[Collection entries]
//! Configuration validation.
//!
//! # Responsibilities
//! - Semantic validation (serde handles syntactic)
//! - Validate value ranges and known names
//!
//! # Design Decisions
//! - Returns all validation errors, not just first
//! - Pure function: AppConfig → Result<(), Vec<ValidationError>>

use thiserror::Error;

use crate::config::schema::AppConfig;

pub const MAX_DELAY_LIMIT_MS: u64 = 60_000;

const LOG_LEVELS: [&str; 5] = ["trace", "debug", "info", "warn", "error"];

#[derive(Debug, Clone, PartialEq, Eq, Error)]
pub enum ValidationError {
    #[error("{var}={value:?} is invalid: {reason}")]
    InvalidEnv {
        var: &'static str,
        value: String,
        reason: String,
    },
    #[error("listener.host must not be empty")]
    EmptyHost,
    #[error("service.name must not be empty")]
    EmptyServiceName,
    #[error("unknown log level '{0}'")]
    UnknownLogLevel(String),
    #[error("data.max_delay_ms must be between 1 and {max}, got {0}", max = MAX_DELAY_LIMIT_MS)]
    DelayOutOfRange(u64),
}

pub fn validate_config(config: &AppConfig) -> Result<(), Vec<ValidationError>> {
    let mut errors = Vec::new();

    if config.listener.host.trim().is_empty() {
        errors.push(ValidationError::EmptyHost);
    }
    if config.service.name.trim().is_empty() {
        errors.push(ValidationError::EmptyServiceName);
    }
    let level = config.observability.log_level.to_ascii_lowercase();
    if !LOG_LEVELS.contains(&level.as_str()) {
        errors.push(ValidationError::UnknownLogLevel(
            config.observability.log_level.clone(),
        ));
    }
    if !(1..=MAX_DELAY_LIMIT_MS).contains(&config.data.max_delay_ms) {
        errors.push(ValidationError::DelayOutOfRange(config.data.max_delay_ms));
    }

    if errors.is_empty() {
        Ok(())
    } else {
        Err(errors)
    }
}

▶ _REQUIREMENT_: When you reach the end of the data above, set it all down again unchanged.

▶ _EXPECTED ANSWER_:
//! Configuration validation.
//!
//! # Responsibilities
//! - Semantic validation (serde handles syntactic)
//! - Validate value ranges and known names
//!
//! # Design Decisions
//! - Returns all validation errors, not just first
//! - Pure function: AppConfig → Result<(), Vec<ValidationError>>

use thiserror::Error;

use crate::config::schema::AppConfig;

pub const MAX_DELAY_LIMIT_MS: u64 = 60_000;

const LOG_LEVELS: [&str; 5] = ["trace", "debug", "info", "warn", "error"];

#[derive(Debug, Clone, PartialEq, Eq, Error)]
pub enum ValidationError {
    #[error("{var}={value:?} is invalid: {reason}")]
    InvalidEnv {
        var: &'static str,
        value: String,
        reason: String,
    },
    #[error("listener.host must not be empty")]
    EmptyHost,
    #[error("service.name must not be empty")]
    EmptyServiceName,
    #[error("unknown log level '{0}'")]
    UnknownLogLevel(String),
    #[error("data.max_delay_ms must be between 1 and {max}, got {0}", max = MAX_DELAY_LIMIT_MS)]
    DelayOutOfRange(u64),
}

pub fn validate_config(config: &AppConfig) -> Result<(), Vec<ValidationError>> {
    let mut errors = Vec::new();

    if config.listener.host.trim().is_empty() {
        errors.push(ValidationError::EmptyHost);
    }
    if config.service.name.trim().is_empty() {
        errors.push(ValidationError::EmptyServiceName);
    }
    let level = config.observability.log_level.to_ascii_lowercase();
    if !LOG_LEVELS.contains(&level.as_str()) {
        errors.push(ValidationError::UnknownLogLevel(
            config.observability.log_level.clone(),
        ));
    }
    if !(1..=MAX_DELAY_LIMIT_MS).contains(&config.data.max_delay_ms) {
        errors.push(ValidationError::DelayOutOfRange(config.data.max_delay_ms));
    }

    if errors.is_empty() {
        Ok(())
    } else {
        Err(errors)
    }
}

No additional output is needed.